The first illness I wanted to read about was the flagship mental illness, the one that Tony Perkins had in "Psycho", the King of the Jungle, the magisterial Mount Everest of craziness...schizophrenia. I was shocked to discover that this illness didn't even rate a chapter of its own. It was a minor subheading embedded in the middle of a chapter on psychosis. What the heck happened?
What happened was that schizophrenia has been demoted in recent years. It doesn't even indicate dual personalities anymore. That's called "multiple personality disorder." Now schizophrenia means pretty much the same as psychosis, and psychosis has something to do with taking delusions and hallucinations seriously.
The really scary thing is that psychosis has no known cure. Almost every psychotic can be moderately improved by drugs but only moderately. Well, maybe there's a partial cure for a few people. The book says that a third of them can helped to a greater degree if the medication starts early, after the first episode, but how often does that happen?

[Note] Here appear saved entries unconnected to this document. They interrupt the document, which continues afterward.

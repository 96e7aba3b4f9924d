//! Durable "next id to process" cursor, one file per pipeline.

use crate::error::CheckpointError;
use async_trait::async_trait;
use std::path::{Path, PathBuf};
use tokio::fs;
use tokio::io::AsyncWriteExt;
use tokio::sync::Mutex;
use versync_core::INITIAL_CURSOR;

/// Checkpoint file of the database-to-database replicator.
pub const REPLICATE_CHECKPOINT: &str = "CURRENT_VERIFIED_CONTRACT";

/// Checkpoint file of the database-to-API push pipeline.
pub const PUSH_CHECKPOINT: &str = "CURRENT_SOURCIFY_SYNC";

/// Persisted cursor of a batch pipeline.
#[async_trait]
pub trait CheckpointStore: Send + Sync {
    /// Read the cursor, or [`INITIAL_CURSOR`] when nothing was saved yet.
    async fn load(&self) -> Result<i64, CheckpointError>;

    /// Persist the cursor. Values lower than the last saved one are rejected.
    async fn save(&self, cursor: i64) -> Result<(), CheckpointError>;
}

/// Checkpoint stored as a decimal integer in a single file.
pub struct FileCheckpoint {
    path: PathBuf,
    last: Mutex<Option<i64>>,
}

impl FileCheckpoint {
    pub fn new(path: impl Into<PathBuf>) -> Self {
        Self {
            path: path.into(),
            last: Mutex::new(None),
        }
    }

    /// Checkpoint named `name` inside `dir`.
    pub fn in_dir(dir: impl AsRef<Path>, name: &str) -> Self {
        Self::new(dir.as_ref().join(name))
    }

    pub fn path(&self) -> &Path {
        &self.path
    }

    fn io_error(&self, source: std::io::Error) -> CheckpointError {
        CheckpointError::Io {
            path: self.path.display().to_string(),
            source,
        }
    }

    async fn read(&self) -> Result<Option<i64>, CheckpointError> {
        let content = match fs::read_to_string(&self.path).await {
            Ok(content) => content,
            Err(e) if e.kind() == std::io::ErrorKind::NotFound => return Ok(None),
            Err(e) => return Err(self.io_error(e)),
        };
        let trimmed = content.trim();
        if trimmed.is_empty() {
            return Ok(None);
        }
        trimmed
            .parse::<i64>()
            .map(Some)
            .map_err(|_| CheckpointError::Corrupt {
                path: self.path.display().to_string(),
                content: trimmed.to_string(),
            })
    }
}

#[async_trait]
impl CheckpointStore for FileCheckpoint {
    async fn load(&self) -> Result<i64, CheckpointError> {
        let mut last = self.last.lock().await;
        let value = self.read().await?;
        *last = value;
        Ok(value.unwrap_or(INITIAL_CURSOR))
    }

    async fn save(&self, cursor: i64) -> Result<(), CheckpointError> {
        let mut last = self.last.lock().await;
        let current = match *last {
            Some(value) => Some(value),
            None => self.read().await?,
        };
        if let Some(current) = current
            && cursor < current
        {
            return Err(CheckpointError::CheckpointRegression {
                current,
                attempted: cursor,
            });
        }

        if let Some(parent) = self.path.parent()
            && !parent.as_os_str().is_empty()
        {
            fs::create_dir_all(parent)
                .await
                .map_err(|e| self.io_error(e))?;
        }

        // Write to a sibling temp file, fsync, then rename over the checkpoint
        let temp_path = self.path.with_extension(format!("tmp.{}", uuid::Uuid::new_v4()));
        {
            let mut file = fs::File::create(&temp_path)
                .await
                .map_err(|e| self.io_error(e))?;
            file.write_all(cursor.to_string().as_bytes())
                .await
                .map_err(|e| self.io_error(e))?;
            file.sync_all().await.map_err(|e| self.io_error(e))?;
        }
        if let Err(e) = fs::rename(&temp_path, &self.path).await {
            let _ = fs::remove_file(&temp_path).await;
            return Err(self.io_error(e));
        }

        *last = Some(cursor);
        tracing::debug!(path = %self.path.display(), cursor, "Checkpoint saved");
        Ok(())
    }
}
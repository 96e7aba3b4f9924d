//! Verification API client pointed at a mock server.

#![allow(dead_code)]

use httpmock::MockServer;
use std::net::TcpListener;
use std::sync::Arc;
use versync::{Submitter, VerificationApi, VerifierClient};
use versync_core::RetryPolicy;
use versync_core::config::VerifierConfig;
use versync_store::ContractStore;

pub fn can_bind_localhost() -> bool {
    TcpListener::bind("127.0.0.1:0").is_ok()
}

/// Retry quickly so tests don't sleep.
pub fn fast_retry(max_attempts: u32) -> RetryPolicy {
    RetryPolicy {
        max_attempts,
        initial_backoff_ms: 1,
        max_backoff_ms: 5,
        multiplier: 2.0,
    }
}

pub fn verifier_for(server: &MockServer) -> Arc<dyn VerificationApi> {
    let config = VerifierConfig {
        base_url: server.base_url(),
        request_timeout_secs: 5,
        retry: fast_retry(3),
    };
    Arc::new(VerifierClient::new(&config).expect("verifier client"))
}

pub fn submitter_for(
    store: Arc<dyn ContractStore>,
    server: &MockServer,
    retry: RetryPolicy,
) -> Submitter {
    Submitter::new(store, verifier_for(server), retry)
}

I thought the downgrading of schizophrenia would be the only shock, but it wasn't. There was the upgrading off something called "oddness."
Asberger's Disorder is one of the most prevalent types of oddness. That's where you have difficulty with social situations. You don't pick up on social cues or the intentions, discomforts and needs of others. In other words you behave like a chronic nerd. Nerdism is now considered a serious disorder! Nerdism has no cure but sometimes anti-depressants or anti-psychotic medication help. Some nerds can be taught to pretend they're normal.
Gee, thumbing through this book reminds me how of how much I miss Freud. That's his couch and chair in the picture above. Taken individually a lot of what Freud's ideas don't hold water. Taken collectively they constitute a marvelously imaginative and thought provoking body of work. Psychology was more fun in the Freudian era.